Like my doctor told me, there are lots of new and better medicines out there now. Having patience and the guts to keep getting back up will eventually see you to a level life.

I knew I had to get off of Effexor when earlier this year I went to a Saturday morning men's breakfast at our church. I sat there watching all of these happy people who I have so much in common with and I felt like the ultimate outsider. I felt like you at your party, fun going on all around and I knew I should be in the mix, but couldn't find my way there.

I finally got up during a lull while a few of the guys went to get something, and I slipped out the door and went home and went back to bed. I called my doctor for an appointment two days later on Monday.

Anyway, you aren't alone. Hang in there!

The Rock Chick said...

JAM: Thank you. I'm still feeling much more positive and stronger every day. Yes, there's small setbacks here and there, but I can definitely say it's a lot better!! Thank you so much for all of your kind words and support. I really appreciate it.

Jessica

cindy kay said...

I've been thinking about this post for two days, because I realized that's how I've been feeling. I know I've struggled with bouts of depression, but reading what you wrote I suddenly saw that it's been getting worse for a long time and I hadn't noticed! I just knew that life seems to have lost its zest and, like you, I'd find myself hardly able to stand being in a group of people-- even people I wanted to be with. And the tiredness and achiness! I didn't know achiness went with depression. Is THAT my problem? Tell me some more....

The Rock Chick said...

Hi Mom Huebert-

You know, I hesitated writing about this at all and now I am very glad that I did.

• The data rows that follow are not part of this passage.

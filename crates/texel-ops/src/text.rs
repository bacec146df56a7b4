//! Text rendering from pre-rasterized glyphs.
//!
//! Glyph bitmaps come from a [`GlyphSource`] (a font loaded elsewhere). Text
//! is laid out at the font's base size, each glyph is composited with
//! [`blit`], and the result is scaled up when a larger size is requested.
//!
//! # Layout
//!
//! - `\n` starts a new line `base + base / 2` pixels lower
//! - space and tab advance the pen without drawing
//! - each glyph advances by its `advance_x` (or bitmap width when zero)
//!   plus `spacing`
//! - codepoints missing from the font use [`GlyphSource::fallback_codepoint`]
//!
//! # Example
//!
//! ```rust
//! use texel_core::{Color, Image};
//! use texel_ops::text::{image_from_text, Glyph, GlyphMap};
//!
//! let mut font = GlyphMap::new(4);
//! font.insert('I', Glyph::new(Image::filled(1, 4, Color::WHITE), 0, 0, 2));
//!
//! let img = image_from_text(&font, "II", 4, 1, Color::RED, false)?;
//! assert_eq!(img.dimensions(), (5, 4));
//! assert_eq!(img.pixel(0, 0)?, Color::RED);
//! # Ok::<(), texel_ops::OpsError>(())
//! ```

use std::collections::HashMap;

use texel_core::{Color, Image, Rect};
use tracing::{debug, trace};

use crate::{composite::blit, resize, OpsResult, Status};

/// One pre-rasterized character.
#[derive(Debug, Clone, PartialEq, Eq)]
pub struct Glyph {
    /// Glyph bitmap, any uncompressed format
    pub image: Image,
    /// Horizontal draw offset from the pen position
    pub offset_x: i32,
    /// Vertical draw offset from the line top
    pub offset_y: i32,
    /// Pen advance; 0 means use the bitmap width
    pub advance_x: i32,
}

impl Glyph {
    /// Creates a glyph.
    pub fn new(image: Image, offset_x: i32, offset_y: i32, advance_x: i32) -> Self {
        Self {
            image,
            offset_x,
            offset_y,
            advance_x,
        }
    }

    /// Horizontal pen advance before spacing.
    #[inline]
    pub fn advance(&self) -> i32 {
        if self.advance_x != 0 {
            self.advance_x
        } else {
            self.image.width() as i32
        }
    }
}

/// Supplies glyph bitmaps per codepoint.
pub trait GlyphSource {
    /// Glyph for `codepoint`, if the font has one.
    fn glyph(&self, codepoint: char) -> Option<&Glyph>;

    /// Pixel height the glyphs were rasterized at.
    fn base_size(&self) -> u32;

    /// Codepoint drawn in place of missing ones.
    fn fallback_codepoint(&self) -> char {
        '?'
    }
}

/// In-memory [`GlyphSource`] keyed by codepoint.
#[derive(Debug, Clone)]
pub struct GlyphMap {
    base_size: u32,
    fallback: char,
    glyphs: HashMap<char, Glyph>,
}

impl GlyphMap {
    /// Empty font with the given base size and `?` as fallback.
    pub fn new(base_size: u32) -> Self {
        Self {
            base_size,
            fallback: '?',
            glyphs: HashMap::new(),
        }
    }

    /// Sets the fallback codepoint.
    pub fn with_fallback(mut self, codepoint: char) -> Self {
        self.fallback = codepoint;
        self
    }

    /// Adds or replaces a glyph.
    pub fn insert(&mut self, codepoint: char, glyph: Glyph) {
        self.glyphs.insert(codepoint, glyph);
    }

    /// Number of glyphs.
    pub fn len(&self) -> usize {
        self.glyphs.len()
    }

    /// `true` if no glyph is stored.
    pub fn is_empty(&self) -> bool {
        self.glyphs.is_empty()
    }
}

impl GlyphSource for GlyphMap {
    fn glyph(&self, codepoint: char) -> Option<&Glyph> {
        self.glyphs.get(&codepoint)
    }

    fn base_size(&self) -> u32 {
        self.base_size
    }

    fn fallback_codepoint(&self) -> char {
        self.fallback
    }
}

fn lookup<F: GlyphSource + ?Sized>(font: &F, c: char) -> Option<&Glyph> {
    font.glyph(c).or_else(|| font.glyph(font.fallback_codepoint()))
}

fn line_height(base: u32) -> u32 {
    base + base / 2
}

/// Size of `text` at the font's base size.
///
/// A line is as wide as its glyph advances plus `spacing` between glyphs.
/// The height is one base size plus one line step per `\n`.
pub fn measure_text<F: GlyphSource + ?Sized>(font: &F, text: &str, spacing: i32) -> (u32, u32) {
    let base = font.base_size();
    let mut width = 0i32;
    let mut lines = 0u32;
    for line in text.split('\n') {
        lines += 1;
        let (mut w, mut count) = (0i32, 0i32);
        for c in line.chars() {
            w += lookup(font, c).map_or(0, Glyph::advance);
            count += 1;
        }
        if count > 0 {
            w += (count - 1) * spacing;
        }
        width = width.max(w);
    }
    let height = base + (lines - 1) * line_height(base);
    (width.max(0) as u32, height)
}

/// Renders `text` into a new RGBA image tinted with `tint`.
///
/// Glyphs are composited at the base size; if `font_size` is larger the
/// image is scaled by `font_size / height`, nearest neighbor unless
/// `filtered`. Empty or zero-width text gives an empty image.
pub fn image_from_text<F: GlyphSource + ?Sized>(
    font: &F,
    text: &str,
    font_size: u32,
    spacing: i32,
    tint: Color,
    filtered: bool,
) -> OpsResult<Image> {
    let (width, height) = measure_text(font, text, spacing);
    if width == 0 || height == 0 {
        return Ok(Image::default());
    }
    debug!(width, height, font_size, chars = text.chars().count(), "Rendering text");

    let mut canvas = Image::filled(width, height, Color::BLANK);
    let step = line_height(font.base_size()) as i32;
    let (mut x, mut y) = (0i32, 0i32);

    for c in text.chars() {
        if c == '\n' {
            y += step;
            x = 0;
            continue;
        }
        let Some(glyph) = lookup(font, c) else {
            continue;
        };
        if c != ' ' && c != '\t' && glyph.image.is_valid() {
            let (gw, gh) = glyph.image.dimensions();
            let dst = Rect::new(x + glyph.offset_x, y + glyph.offset_y, gw as i32, gh as i32);
            let status = blit(&mut canvas, &glyph.image, glyph.image.bounds(), dst, tint)?;
            trace!(glyph = %c, applied = status.is_applied(), "Placed glyph");
        }
        x += glyph.advance() + spacing;
    }

    if font_size > height {
        let scale = font_size as f32 / height as f32;
        let new_w = ((width as f32 * scale) as u32).max(1);
        let status = if filtered {
            resize::resize(&mut canvas, new_w, font_size)?
        } else {
            resize::resize_nn(&mut canvas, new_w, font_size)?
        };
        debug!(new_w, font_size, applied = status.is_applied(), "Scaled text");
    }
    Ok(canvas)
}

/// Renders `text` and composites it onto `dst` with its top-left corner at
/// `(x, y)`.
#[allow(clippy::too_many_arguments)]
pub fn draw_text<F: GlyphSource + ?Sized>(
    dst: &mut Image,
    font: &F,
    text: &str,
    x: i32,
    y: i32,
    font_size: u32,
    spacing: i32,
    tint: Color,
) -> OpsResult<Status> {
    let rendered = image_from_text(font, text, font_size, spacing, tint, false)?;
    if !rendered.is_valid() {
        return Ok(Status::Skipped);
    }
    let (w, h) = rendered.dimensions();
    blit(dst, &rendered, rendered.bounds(), Rect::new(x, y, w as i32, h as i32), Color::WHITE)
}

#[cfg(test)]
mod tests {
    use super::*;

    fn font() -> GlyphMap {
        let mut font = GlyphMap::new(4);
        font.insert('A', Glyph::new(Image::filled(3, 4, Color::WHITE), 0, 0, 4));
        font.insert('.', Glyph::new(Image::filled(1, 1, Color::WHITE), 0, 3, 0));
        font.insert(' ', Glyph::new(Image::default(), 0, 0, 2));
        font.insert('?', Glyph::new(Image::filled(2, 2, Color::WHITE), 0, 0, 3));
        font
    }

    #[test]
    fn test_measure() {
        let f = font();
        assert_eq!(measure_text(&f, "A", 0), (4, 4));
        assert_eq!(measure_text(&f, "AA", 1), (9, 4));
        assert_eq!(measure_text(&f, "A.", 0), (5, 4));
        assert_eq!(measure_text(&f, "A A", 0), (10, 4));
        assert_eq!(measure_text(&f, "A\nAA", 0), (8, 10));
    }

    #[test]
    fn test_measure_fallback() {
        let f = font();
        assert_eq!(measure_text(&f, "Z", 0), (3, 4));
        let bare = GlyphMap::new(4).with_fallback('#');
        assert_eq!(measure_text(&bare, "Z", 0), (0, 4));
    }

    #[test]
    fn test_image_from_text() {
        let f = font();
        let img = image_from_text(&f, "A.", 4, 0, Color::BLUE, false).unwrap();
        assert_eq!(img.dimensions(), (5, 4));
        assert_eq!(img.pixel(2, 3).unwrap(), Color::BLUE);
        assert_eq!(img.pixel(3, 0).unwrap(), Color::BLANK);
        assert_eq!(img.pixel(4, 3).unwrap(), Color::BLUE);
        assert_eq!(img.pixel(4, 2).unwrap(), Color::BLANK);
    }

    #[test]
    fn test_image_from_text_newline() {
        let f = font();
        let img = image_from_text(&f, ".\n.", 4, 0, Color::WHITE, false).unwrap();
        assert_eq!(img.dimensions(), (1, 10));
        assert_eq!(img.pixel(0, 3).unwrap(), Color::WHITE);
        assert_eq!(img.pixel(0, 9).unwrap(), Color::WHITE);
        assert_eq!(img.pixel(0, 5).unwrap(), Color::BLANK);
    }

    #[test]
    fn test_image_from_text_scaled() {
        let f = font();
        let img = image_from_text(&f, "A", 8, 0, Color::WHITE, false).unwrap();
        assert_eq!(img.dimensions(), (8, 8));
        assert_eq!(img.pixel(5, 7).unwrap(), Color::WHITE);
        assert_eq!(img.pixel(7, 0).unwrap(), Color::BLANK);
    }

    #[test]
    fn test_empty_text() {
        let f = font();
        assert!(!image_from_text(&f, "", 4, 0, Color::WHITE, false).unwrap().is_valid());
        let mut dst = Image::filled(2, 2, Color::BLACK);
        assert_eq!(draw_text(&mut dst, &f, "", 0, 0, 4, 0, Color::WHITE).unwrap(), Status::Skipped);
    }

    #[test]
    fn test_draw_text() {
        let f = font();
        let mut dst = Image::filled(8, 8, Color::BLACK);
        draw_text(&mut dst, &f, "A", 2, 2, 4, 0, Color::RED).unwrap();
        assert_eq!(dst.pixel(2, 2).unwrap(), Color::RED);
        assert_eq!(dst.pixel(4, 5).unwrap(), Color::RED);
        assert_eq!(dst.pixel(5, 2).unwrap(), Color::BLACK);
        assert_eq!(dst.pixel(1, 1).unwrap(), Color::BLACK);
    }
}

From what I understand, aches and pains without any cause is one of the symptoms of depression. I didn't know that until my doctor told me.

I noticed some things early on, like I was wanting to sleep more than usual, but for the most part, I just kind of felt "blah" for quite a while. Several months, I'd say. Honestly, I really thought it was the hormone replacement therapy I was taking. The things I normally really enjoyed doing now seemed like they took too much effort and I'm normally pretty chatty but I'd get with a group of people and just couldn't even think of anything to say. Even if I wasn't feeling physically tired, I was just mentally tired, if that makes sense.

Then it accelerated, though and I found myself just suddenly bursting into tears and feeling kind of achy. I also started to find that it was a tremendous effort just to get through the day. Then one weekend a few weeks ago, I just became so sad, I couldn't even move. It was terrible and that's when I started the anti-depressants.

I would definitely talk to your doctor and see what he/she thinks. Mine prescribed Cymbalta for me and while I didn't start taking the full recommended dose right away---I worked my way up there starting with smaller doses for several days and then increasing the dose until I reached the full dose---once I did reach that full dose, the achiness seemed to just vanish.

After about 5 weeks, I am really feeling more like my old self. Not entirely, but it is so much better certainly than that one weekend and much more than the last several months.

Hope this helped! Jessica

cindy kay said...

My goodness-- yes, yes, yes. That sounds like me. Thanks so much for the information. I'm not sure what I'll do now, but I feel better just knowing I'm not imagining things.

The Rock Chick said...

mom: no you're not imagining things. I thought I was imagining some of it, too....

Crystal said...

I'm glad you're feeling more like yourself! I hope it continues to improve.